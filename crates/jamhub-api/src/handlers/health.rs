//! Health check handlers.

use axum::Json;
use axum::extract::State;
use tracing::warn;

use crate::dto::response::{ApiResponse, DetailedHealthResponse, HealthResponse};
use crate::state::AppState;

/// GET /api/health
pub async fn health_check(State(state): State<AppState>) -> Json<ApiResponse<HealthResponse>> {
    Json(ApiResponse::ok(HealthResponse {
        status: "ok".to_string(),
        version: env!("CARGO_PKG_VERSION").to_string(),
        uptime_seconds: state.started_at.elapsed().as_secs(),
    }))
}

/// GET /api/health/detailed
pub async fn detailed_health(
    State(state): State<AppState>,
) -> Json<ApiResponse<DetailedHealthResponse>> {
    let realtime = &state.realtime;

    let store_ok = match realtime.services.repository.health_check().await {
        Ok(ok) => ok,
        Err(e) => {
            warn!(error = %e, "Store health check failed");
            false
        }
    };

    Json(ApiResponse::ok(DetailedHealthResponse {
        status: if store_ok { "ok" } else { "degraded" }.to_string(),
        store: if store_ok { "connected" } else { "unreachable" }.to_string(),
        ws_connections: realtime.connections.connection_count(),
        identities: realtime.connections.identity_count(),
        open_rooms: realtime.channels.channel_count(),
        metrics: realtime.metrics.snapshot(),
    }))
}
//! Routes parsed client commands to the jam services.

use std::sync::Arc;

use jamhub_core::result::AppResult;
use jamhub_core::types::Identity;
use jamhub_service::{CreateJam, HostSync, JamServices, JoinJam, PlaybackCommand};

use crate::message::{InboundMessage, OutboundMessage};

/// Executes inbound commands on behalf of an identity.
///
/// State changes reach clients through room events. The returned message, if
/// any, is a direct reply for the calling connection.
#[derive(Debug, Clone)]
pub struct CommandDispatcher {
    /// Jam services.
    services: Arc<JamServices>,
}

impl CommandDispatcher {
    /// Creates a new dispatcher.
    pub fn new(services: Arc<JamServices>) -> Self {
        Self { services }
    }

    /// Run one command.
    pub async fn dispatch(
        &self,
        identity: &Identity,
        message: InboundMessage,
    ) -> AppResult<Option<OutboundMessage>> {
        let s = &self.services;
        match message {
            InboundMessage::CreateSession {
                name,
                nickname,
                is_private,
                password,
            } => {
                s.lifecycle
                    .create(
                        identity,
                        CreateJam {
                            name,
                            nickname,
                            is_private,
                            password,
                        },
                    )
                    .await?;
            }
            InboundMessage::JoinSession {
                jam_code,
                nickname,
                password,
            } => {
                s.lifecycle
                    .join(
                        identity,
                        JoinJam {
                            jam_code,
                            nickname,
                            password,
                        },
                    )
                    .await?;
            }
            InboundMessage::LeaveSession { jam_code } => {
                s.lifecycle.leave(identity, &jam_code).await?;
            }
            InboundMessage::EndSession { jam_code } => {
                s.lifecycle.end(identity, &jam_code).await?;
            }
            InboundMessage::SyncPlaybackState {
                jam_code,
                track_index,
                position,
                is_playing,
                playlist,
            } => {
                s.playback
                    .apply_host_sync(
                        identity,
                        &jam_code,
                        HostSync {
                            track_index,
                            position,
                            is_playing,
                        },
                        playlist,
                    )
                    .await?;
            }
            InboundMessage::PlayTrack { jam_code, track_id } => {
                s.playback
                    .apply_command(identity, &jam_code, PlaybackCommand::PlayTrack(track_id))
                    .await?;
            }
            InboundMessage::PausePlayback { jam_code, position } => {
                s.playback
                    .apply_command(identity, &jam_code, PlaybackCommand::Pause { position })
                    .await?;
            }
            InboundMessage::ResumePlayback { jam_code } => {
                s.playback
                    .apply_command(identity, &jam_code, PlaybackCommand::Resume)
                    .await?;
            }
            InboundMessage::SeekPlayback { jam_code, position } => {
                s.playback
                    .apply_command(identity, &jam_code, PlaybackCommand::Seek { position })
                    .await?;
            }
            InboundMessage::NextTrack { jam_code } => {
                s.playback
                    .apply_command(identity, &jam_code, PlaybackCommand::Next)
                    .await?;
            }
            InboundMessage::AddTrack { jam_code, track } => {
                s.playlist.add_track(identity, &jam_code, track).await?;
            }
            InboundMessage::RemoveTrack { jam_code, track_id } => {
                s.playlist
                    .remove_track(identity, &jam_code, &track_id)
                    .await?;
            }
            InboundMessage::SetPermissions {
                jam_code,
                target,
                permissions,
            } => {
                s.membership
                    .set_permissions(identity, &jam_code, &target, &permissions)
                    .await?;
            }
            InboundMessage::GrantAllPermissions { jam_code } => {
                s.membership
                    .grant_all_permissions(identity, &jam_code)
                    .await?;
            }
            InboundMessage::TransferHost { jam_code, target } => {
                s.membership
                    .transfer_host(identity, &jam_code, &target)
                    .await?;
            }
            InboundMessage::RequestJoin { jam_code, nickname } => {
                s.join_requests
                    .request_join(identity, &jam_code, &nickname)
                    .await?;
            }
            InboundMessage::ApproveJoinRequest {
                jam_code,
                requester,
            } => {
                s.join_requests
                    .approve(identity, &jam_code, &requester)
                    .await?;
            }
            InboundMessage::DenyJoinRequest {
                jam_code,
                requester,
            } => {
                s.join_requests
                    .deny(identity, &jam_code, &requester)
                    .await?;
            }
            InboundMessage::ListJoinRequests { jam_code } => {
                let requests = s.join_requests.list(identity, &jam_code).await?;
                return Ok(Some(OutboundMessage::JoinRequests { jam_code, requests }));
            }
            InboundMessage::GetState { jam_code } => {
                let jam = s.playback.read_state(identity, &jam_code).await?;
                return Ok(Some(OutboundMessage::JamState { jam }));
            }
            InboundMessage::ListPublicJams => {
                let jams = s.directory.list_public(Some(identity)).await?;
                return Ok(Some(OutboundMessage::PublicJams { jams }));
            }
            InboundMessage::Pong { .. } => {}
        }
        Ok(None)
    }
}

#[cfg(test)]
mod tests {
    use jamhub_core::config::JamConfig;
    use jamhub_core::error::ErrorKind;
    use jamhub_core::types::JamCode;
    use jamhub_service::{JamEventKind, RecordingPublisher};
    use jamhub_store::memory::MemoryDocumentStore;

    use super::*;

    fn make_dispatcher() -> (CommandDispatcher, Arc<JamServices>, Arc<RecordingPublisher>) {
        let events = Arc::new(RecordingPublisher::new());
        let services = Arc::new(JamServices::new(
            Arc::new(MemoryDocumentStore::new()),
            &JamConfig::default(),
            events.clone(),
        ));
        (
            CommandDispatcher::new(Arc::clone(&services)),
            services,
            events,
        )
    }

    fn parse(raw: &str) -> InboundMessage {
        serde_json::from_str(raw).unwrap()
    }

    async fn create(dispatcher: &CommandDispatcher, events: &RecordingPublisher, host: &Identity) -> JamCode {
        dispatcher
            .dispatch(
                host,
                parse(r#"{"type":"create_session","name":"Friday Mix","nickname":"Host"}"#),
            )
            .await
            .unwrap();
        events
            .deliveries()
            .into_iter()
            .find(|(_, e)| matches!(e.kind, JamEventKind::SessionCreated { .. }))
            .map(|(_, e)| e.jam_code)
            .unwrap()
    }

    #[tokio::test]
    async fn test_create_join_and_read_state() {
        let (dispatcher, _services, events) = make_dispatcher();
        let host = Identity::new("host");
        let guest = Identity::new("guest");
        let code = create(&dispatcher, &events, &host).await;

        let join = format!(r#"{{"type":"join_session","jam_code":"{code}","nickname":"Guest1"}}"#);
        assert!(dispatcher.dispatch(&guest, parse(&join)).await.unwrap().is_none());

        let get = format!(r#"{{"type":"get_state","jam_code":"{code}"}}"#);
        match dispatcher.dispatch(&guest, parse(&get)).await.unwrap() {
            Some(OutboundMessage::JamState { jam }) => {
                assert_eq!(jam.members.len(), 2);
                assert_eq!(jam.host, host);
            }
            other => panic!("unexpected reply: {other:?}"),
        }
    }

    #[tokio::test]
    async fn test_guest_playback_command_is_forbidden() {
        let (dispatcher, _services, events) = make_dispatcher();
        let host = Identity::new("host");
        let guest = Identity::new("guest");
        let code = create(&dispatcher, &events, &host).await;
        let join = format!(r#"{{"type":"join_session","jam_code":"{code}","nickname":"Guest1"}}"#);
        dispatcher.dispatch(&guest, parse(&join)).await.unwrap();

        let seek = format!(r#"{{"type":"seek_playback","jam_code":"{code}","position":12.5}}"#);
        let err = dispatcher.dispatch(&guest, parse(&seek)).await.unwrap_err();
        assert_eq!(err.kind, ErrorKind::Forbidden);
    }

    #[tokio::test]
    async fn test_list_public_jams_excludes_own() {
        let (dispatcher, _services, events) = make_dispatcher();
        let host = Identity::new("host");
        create(&dispatcher, &events, &host).await;

        let list = parse(r#"{"type":"list_public_jams"}"#);
        match dispatcher.dispatch(&host, list.clone()).await.unwrap() {
            Some(OutboundMessage::PublicJams { jams }) => assert!(jams.is_empty()),
            other => panic!("unexpected reply: {other:?}"),
        }
        match dispatcher
            .dispatch(&Identity::new("stranger"), list)
            .await
            .unwrap()
        {
            Some(OutboundMessage::PublicJams { jams }) => assert_eq!(jams.len(), 1),
            other => panic!("unexpected reply: {other:?}"),
        }
    }

    #[tokio::test]
    async fn test_add_track_then_sync_playlist() {
        let (dispatcher, services, events) = make_dispatcher();
        let host = Identity::new("host");
        let code = create(&dispatcher, &events, &host).await;

        let add = format!(
            r#"{{"type":"add_track","jam_code":"{code}","track":{{"title":"Song A","source":{{"kind":"youtube","video_id":"abc"}}}}}}"#
        );
        dispatcher.dispatch(&host, parse(&add)).await.unwrap();

        let sync = format!(
            r#"{{"type":"sync_playback_state","jam_code":"{code}","track_index":3,"position":5,"is_playing":true}}"#
        );
        dispatcher.dispatch(&host, parse(&sync)).await.unwrap();

        let jam = services.repository.get_active(&code).await.unwrap();
        assert_eq!(jam.playback.current_track_index, 0);
        assert!(jam.playback.is_playing);
    }
}
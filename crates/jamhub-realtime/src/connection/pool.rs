//! Connection pool: tracks all active connections indexed by identity.

use std::sync::Arc;

use dashmap::DashMap;

use jamhub_core::types::Identity;

use super::handle::{ConnectionHandle, ConnectionId};

/// Thread-safe pool of all active WebSocket connections.
#[derive(Debug, Default)]
pub struct ConnectionPool {
    /// Identity → its connections, oldest first.
    by_identity: DashMap<Identity, Vec<Arc<ConnectionHandle>>>,
    /// Connection ID → connection handle for direct lookup.
    by_id: DashMap<ConnectionId, Arc<ConnectionHandle>>,
}

impl ConnectionPool {
    /// Creates a new empty connection pool.
    pub fn new() -> Self {
        Self::default()
    }

    /// Adds a connection to the pool.
    pub fn add(&self, handle: Arc<ConnectionHandle>) {
        self.by_id.insert(handle.id, Arc::clone(&handle));
        self.by_identity
            .entry(handle.identity.clone())
            .or_default()
            .push(handle);
    }

    /// Removes a connection from the pool.
    pub fn remove(&self, conn_id: &ConnectionId) -> Option<Arc<ConnectionHandle>> {
        let (_, handle) = self.by_id.remove(conn_id)?;
        self.by_identity.remove_if_mut(&handle.identity, |_, connections| {
            connections.retain(|c| c.id != *conn_id);
            connections.is_empty()
        });
        Some(handle)
    }

    /// Gets all connections of an identity, oldest first.
    pub fn connections_of(&self, identity: &Identity) -> Vec<Arc<ConnectionHandle>> {
        self.by_identity
            .get(identity)
            .map(|entry| entry.value().clone())
            .unwrap_or_default()
    }

    /// Whether the identity still has an open connection.
    pub fn is_connected(&self, identity: &Identity) -> bool {
        self.by_identity.contains_key(identity)
    }

    /// Gets a specific connection by ID.
    pub fn get(&self, conn_id: &ConnectionId) -> Option<Arc<ConnectionHandle>> {
        self.by_id.get(conn_id).map(|entry| Arc::clone(entry.value()))
    }

    /// Returns total number of active connections.
    pub fn connection_count(&self) -> usize {
        self.by_id.len()
    }

    /// Returns number of connected identities.
    pub fn identity_count(&self) -> usize {
        self.by_identity.len()
    }

    /// Returns all connection handles.
    pub fn all_connections(&self) -> Vec<Arc<ConnectionHandle>> {
        self.by_id
            .iter()
            .map(|entry| Arc::clone(entry.value()))
            .collect()
    }
}
//! Core type definitions used across the JamHub workspace.

pub mod id;

pub use id::{Identity, JamCode, TrackId};
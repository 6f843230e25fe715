//! Identifier newtypes for jams, callers, and tracks.
//!
//! Using distinct types prevents accidentally passing an [`Identity`] where
//! a [`JamCode`] is expected. All three serialize as plain strings.

use std::fmt;
use std::str::FromStr;

use serde::{Deserialize, Serialize};
use uuid::Uuid;

use crate::error::AppError;

/// Alphabet for jam codes. Drops `0`, `1`, `I` and `O` so codes can be read aloud.
pub const JAM_CODE_ALPHABET: &[u8] = b"ABCDEFGHJKLMNPQRSTUVWXYZ23456789";

/// Longest code [`JamCode::parse`] accepts.
pub const MAX_JAM_CODE_LEN: usize = 32;

/// Short, human-shareable identifier of a jam session.
///
/// Deserialization goes through [`JamCode::parse`], so codes arriving on the
/// wire are normalized the same way as typed ones.
#[derive(Debug, Clone, PartialEq, Eq, Hash, PartialOrd, Ord, Serialize, Deserialize)]
#[serde(try_from = "String", into = "String")]
pub struct JamCode(String);

impl JamCode {
    /// Parse a user-supplied code. Input is trimmed and upper-cased.
    pub fn parse(raw: &str) -> Result<Self, AppError> {
        let code = raw.trim().to_ascii_uppercase();
        if code.is_empty() {
            return Err(AppError::invalid_argument("Jam code is required"));
        }
        if code.len() > MAX_JAM_CODE_LEN || !code.bytes().all(|b| JAM_CODE_ALPHABET.contains(&b)) {
            return Err(AppError::invalid_argument(format!(
                "Malformed jam code: '{raw}'"
            )));
        }
        Ok(Self(code))
    }

    /// Wrap a code produced by the generator without re-validating it.
    pub fn from_generated(code: String) -> Self {
        Self(code)
    }

    /// Return the code as a string slice.
    pub fn as_str(&self) -> &str {
        &self.0
    }
}

impl fmt::Display for JamCode {
    fn fmt(&self, f: &mut fmt::Formatter<'_>) -> fmt::Result {
        f.write_str(&self.0)
    }
}

impl FromStr for JamCode {
    type Err = AppError;

    fn from_str(s: &str) -> Result<Self, Self::Err> {
        Self::parse(s)
    }
}

impl TryFrom<String> for JamCode {
    type Error = AppError;

    fn try_from(value: String) -> Result<Self, Self::Error> {
        Self::parse(&value)
    }
}

impl From<JamCode> for String {
    fn from(code: JamCode) -> Self {
        code.0
    }
}

/// Opaque, already-verified caller handle.
///
/// Either a connection id (anonymous mode) or an authenticated subject.
#[derive(Debug, Clone, PartialEq, Eq, Hash, PartialOrd, Ord, Serialize, Deserialize)]
#[serde(transparent)]
pub struct Identity(String);

impl Identity {
    /// Create an identity from any string.
    pub fn new(value: impl Into<String>) -> Self {
        Self(value.into())
    }

    /// Create a fresh random identity for an anonymous connection.
    pub fn anonymous() -> Self {
        Self(Uuid::new_v4().to_string())
    }

    /// Return the identity as a string slice.
    pub fn as_str(&self) -> &str {
        &self.0
    }
}

impl fmt::Display for Identity {
    fn fmt(&self, f: &mut fmt::Formatter<'_>) -> fmt::Result {
        f.write_str(&self.0)
    }
}

impl From<String> for Identity {
    fn from(value: String) -> Self {
        Self(value)
    }
}

impl From<&str> for Identity {
    fn from(value: &str) -> Self {
        Self(value.to_string())
    }
}

/// Identifier of a queued track, unique within its playlist.
#[derive(Debug, Clone, PartialEq, Eq, Hash, Serialize, Deserialize)]
#[serde(transparent)]
pub struct TrackId(String);

impl TrackId {
    /// Create a new random track identifier.
    pub fn new() -> Self {
        Self(Uuid::new_v4().to_string())
    }

    /// Return the id as a string slice.
    pub fn as_str(&self) -> &str {
        &self.0
    }
}

impl Default for TrackId {
    fn default() -> Self {
        Self::new()
    }
}

impl fmt::Display for TrackId {
    fn fmt(&self, f: &mut fmt::Formatter<'_>) -> fmt::Result {
        f.write_str(&self.0)
    }
}

impl From<String> for TrackId {
    fn from(value: String) -> Self {
        Self(value)
    }
}

impl From<&str> for TrackId {
    fn from(value: &str) -> Self {
        Self(value.to_string())
    }
}
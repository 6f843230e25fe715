//! # jamhub-entity
//!
//! Domain entity models for JamHub. A [`jam::Jam`] is the stored session
//! document; everything else in this crate is a value object owned by it.
//! The pure playback rules (clamping and the index shift on removal) live
//! here so every manager applies them identically.

pub mod jam;

pub use jam::{Jam, JamPatch, JamSnapshot, JamSummary};
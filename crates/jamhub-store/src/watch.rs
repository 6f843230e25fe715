//! Change notifications for documents written through a [`StoreManager`](crate::StoreManager).

use serde::Serialize;

/// What happened to a document.
#[derive(Debug, Clone, Copy, PartialEq, Eq, Serialize)]
#[serde(rename_all = "snake_case")]
pub enum ChangeKind {
    /// Written by `create` or `set` on a free key.
    Created,
    /// Replaced or merged.
    Updated,
    /// Removed.
    Deleted,
}

/// One committed write.
#[derive(Debug, Clone, PartialEq, Eq, Serialize)]
pub struct DocumentChange {
    /// Unprefixed document key.
    pub key: String,
    /// Kind of write.
    pub kind: ChangeKind,
}

impl DocumentChange {
    pub(crate) fn new(key: &str, kind: ChangeKind) -> Self {
        Self {
            key: key.to_string(),
            kind,
        }
    }
}
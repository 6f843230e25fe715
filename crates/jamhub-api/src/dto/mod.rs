//! Data transfer objects for HTTP responses.

pub mod response;
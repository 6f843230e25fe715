//! Queued tracks and their media source references.

use chrono::{DateTime, Utc};
use serde::{Deserialize, Serialize};
use validator::Validate;

use jamhub_core::error::AppError;
use jamhub_core::types::{Identity, TrackId};

/// Where the audio for a track comes from. Opaque to the sync logic.
#[derive(Debug, Clone, PartialEq, Eq, Serialize, Deserialize)]
#[serde(tag = "kind", rename_all = "snake_case")]
pub enum TrackSource {
    /// A YouTube video.
    Youtube {
        /// YouTube video id.
        video_id: String,
    },
    /// A file served over HTTP.
    HostedFile {
        /// Direct URL.
        url: String,
    },
    /// A Google Drive file.
    DriveFile {
        /// Drive file id.
        file_id: String,
    },
}

impl TrackSource {
    /// Reject empty references.
    pub fn validate(&self) -> Result<(), AppError> {
        let reference = match self {
            Self::Youtube { video_id } => video_id,
            Self::HostedFile { url } => url,
            Self::DriveFile { file_id } => file_id,
        };
        if reference.trim().is_empty() {
            return Err(AppError::invalid_argument(
                "Track source reference must not be empty",
            ));
        }
        Ok(())
    }
}

/// One entry of a jam playlist.
#[derive(Debug, Clone, PartialEq, Serialize, Deserialize)]
pub struct Track {
    /// Unique id within the playlist.
    pub id: TrackId,
    /// Display title.
    pub title: String,
    /// Display artist.
    #[serde(default, skip_serializing_if = "Option::is_none")]
    pub artist: Option<String>,
    /// Media reference.
    pub source: TrackSource,
    /// Who queued it, when known.
    #[serde(default, skip_serializing_if = "Option::is_none")]
    pub added_by: Option<Identity>,
    /// When it was queued.
    pub added_at: DateTime<Utc>,
}

/// Client-supplied track, before the server finalizes it.
#[derive(Debug, Clone, PartialEq, Serialize, Deserialize, Validate)]
pub struct NewTrack {
    /// Optional client-chosen id; a fresh one is assigned when absent.
    #[serde(default)]
    pub id: Option<TrackId>,
    /// Display title.
    #[validate(length(min = 1, max = 200))]
    pub title: String,
    /// Display artist.
    #[serde(default)]
    #[validate(length(max = 200))]
    pub artist: Option<String>,
    /// Media reference.
    pub source: TrackSource,
}

impl NewTrack {
    /// Validate and turn into a stored [`Track`].
    pub fn finalize(self, added_by: Option<Identity>, now: DateTime<Utc>) -> Result<Track, AppError> {
        self.validate()?;
        self.source.validate()?;
        if self.title.trim().is_empty() {
            return Err(AppError::invalid_argument("Track title must not be blank"));
        }

        Ok(Track {
            id: self.id.unwrap_or_default(),
            title: self.title.trim().to_string(),
            artist: self.artist,
            source: self.source,
            added_by,
            added_at: now,
        })
    }
}
//! Bridge between jam service events and WebSocket connections.

pub mod room_bus;

pub use room_bus::RoomBus;
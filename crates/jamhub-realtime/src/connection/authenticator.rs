//! WebSocket authentication: resolves the identity a connection acts as.

use jsonwebtoken::{Algorithm, DecodingKey, Validation, decode};
use serde::{Deserialize, Serialize};

use jamhub_core::config::AuthConfig;
use jamhub_core::error::AppError;
use jamhub_core::types::Identity;

/// Claims read from a connection token.
#[derive(Debug, Clone, Serialize, Deserialize)]
pub struct Claims {
    /// Subject, used as the identity.
    pub sub: String,
    /// Expiration timestamp (seconds since epoch).
    pub exp: i64,
    /// Issued-at timestamp (seconds since epoch).
    #[serde(default)]
    pub iat: Option<i64>,
}

/// Authenticates WebSocket connections.
///
/// With authentication disabled every connection gets a fresh anonymous
/// identity. Otherwise an HS256 token is required and its `sub` is the identity.
#[derive(Clone)]
pub struct WsAuthenticator {
    /// Whether a token is required.
    enabled: bool,
    /// HMAC secret key for verification.
    decoding_key: DecodingKey,
    /// Validation configuration.
    validation: Validation,
}

impl std::fmt::Debug for WsAuthenticator {
    fn fmt(&self, f: &mut std::fmt::Formatter<'_>) -> std::fmt::Result {
        f.debug_struct("WsAuthenticator")
            .field("enabled", &self.enabled)
            .field("validation", &self.validation)
            .finish()
    }
}

impl WsAuthenticator {
    /// Creates a new WebSocket authenticator from auth configuration.
    pub fn new(config: &AuthConfig) -> Self {
        let mut validation = Validation::new(Algorithm::HS256);
        validation.validate_exp = true;
        validation.leeway = config.leeway_seconds;

        Self {
            enabled: config.enabled,
            decoding_key: DecodingKey::from_secret(config.jwt_secret.as_bytes()),
            validation,
        }
    }

    /// Whether tokens are required.
    pub fn is_enabled(&self) -> bool {
        self.enabled
    }

    /// Resolve the identity for a new connection.
    pub fn authenticate(&self, token: Option<&str>) -> Result<Identity, AppError> {
        if !self.enabled {
            return Ok(Identity::anonymous());
        }

        let token = token
            .filter(|t| !t.is_empty())
            .ok_or_else(|| AppError::authentication("Missing access token"))?;

        let token_data =
            decode::<Claims>(token, &self.decoding_key, &self.validation).map_err(|e| {
                match e.kind() {
                    jsonwebtoken::errors::ErrorKind::ExpiredSignature => {
                        AppError::authentication("Token has expired")
                    }
                    jsonwebtoken::errors::ErrorKind::InvalidToken => {
                        AppError::authentication("Invalid token format")
                    }
                    jsonwebtoken::errors::ErrorKind::InvalidSignature => {
                        AppError::authentication("Invalid token signature")
                    }
                    _ => AppError::authentication(format!("Token validation failed: {e}")),
                }
            })?;

        let subject = token_data.claims.sub.trim();
        if subject.is_empty() {
            return Err(AppError::authentication("Token has no subject"));
        }
        Ok(Identity::new(subject))
    }
}
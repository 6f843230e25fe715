//! Realtime engine metrics.

use std::sync::atomic::{AtomicU64, Ordering};

use serde::{Deserialize, Serialize};

/// Engine-level counters.
#[derive(Debug, Default)]
pub struct RealtimeMetrics {
    /// Connections ever accepted
    connections_total: AtomicU64,
    /// Connections currently open
    connections_active: AtomicU64,
    /// Frames received from clients
    messages_received: AtomicU64,
    /// Frames queued for clients
    messages_sent: AtomicU64,
    /// Frames dropped on full or closed queues
    messages_dropped: AtomicU64,
    /// Error frames sent back to clients
    errors_sent: AtomicU64,
}

impl RealtimeMetrics {
    /// Create zeroed metrics
    pub fn new() -> Self {
        Self::default()
    }

    /// A connection was accepted
    pub fn connection_opened(&self) {
        self.connections_total.fetch_add(1, Ordering::Relaxed);
        self.connections_active.fetch_add(1, Ordering::Relaxed);
    }

    /// A connection went away
    pub fn connection_closed(&self) {
        let _ = self
            .connections_active
            .fetch_update(Ordering::Relaxed, Ordering::Relaxed, |n| n.checked_sub(1));
    }

    /// A client frame arrived
    pub fn message_received(&self) {
        self.messages_received.fetch_add(1, Ordering::Relaxed);
    }

    /// Record a fan-out result
    pub fn record_delivery(&self, sent: u64, dropped: u64) {
        self.messages_sent.fetch_add(sent, Ordering::Relaxed);
        self.messages_dropped.fetch_add(dropped, Ordering::Relaxed);
    }

    /// An error frame was returned
    pub fn error_sent(&self) {
        self.errors_sent.fetch_add(1, Ordering::Relaxed);
    }

    /// Get a snapshot of all metrics
    pub fn snapshot(&self) -> MetricsSnapshot {
        MetricsSnapshot {
            connections_total: self.connections_total.load(Ordering::Relaxed),
            connections_active: self.connections_active.load(Ordering::Relaxed),
            messages_received: self.messages_received.load(Ordering::Relaxed),
            messages_sent: self.messages_sent.load(Ordering::Relaxed),
            messages_dropped: self.messages_dropped.load(Ordering::Relaxed),
            errors_sent: self.errors_sent.load(Ordering::Relaxed),
        }
    }
}

/// Serializable metrics snapshot
#[derive(Debug, Clone, Default, PartialEq, Eq, Serialize, Deserialize)]
pub struct MetricsSnapshot {
    /// Connections ever accepted
    pub connections_total: u64,
    /// Connections currently open
    pub connections_active: u64,
    /// Frames received from clients
    pub messages_received: u64,
    /// Frames queued for clients
    pub messages_sent: u64,
    /// Frames dropped on full or closed queues
    pub messages_dropped: u64,
    /// Error frames sent back to clients
    pub errors_sent: u64,
}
====
Your goal: Up to and including the line with "status: if store_ok", please return the records exactly, beginning from their first line.

Solved problem:
filename crates/jamhub-api/src/handlers/health.rs
//! Health check handlers.

use axum::Json;
use axum::extract::State;
use tracing::warn;

use crate::dto::response::{ApiResponse, DetailedHealthResponse, HealthResponse};
use crate::state::AppState;

/// GET /api/health
pub async fn health_check(State(state): State<AppState>) -> Json<ApiResponse<HealthResponse>> {
    Json(ApiResponse::ok(HealthResponse {
        status: "ok".to_string(),
        version: env!("CARGO_PKG_VERSION").to_string(),
        uptime_seconds: state.started_at.elapsed().as_secs(),
    }))
}

/// GET /api/health/detailed
pub async fn detailed_health(
    State(state): State<AppState>,
) -> Json<ApiResponse<DetailedHealthResponse>> {
    let realtime = &state.realtime;

    let store_ok = match realtime.services.repository.health_check().await {
        Ok(ok) => ok,
        Err(e) => {
            warn!(error = %e, "Store health check failed");
            false
        }
    };

    Json(ApiResponse::ok(DetailedHealthResponse {
        status: if store_ok { "ok" } else { "degraded" }.to_string(),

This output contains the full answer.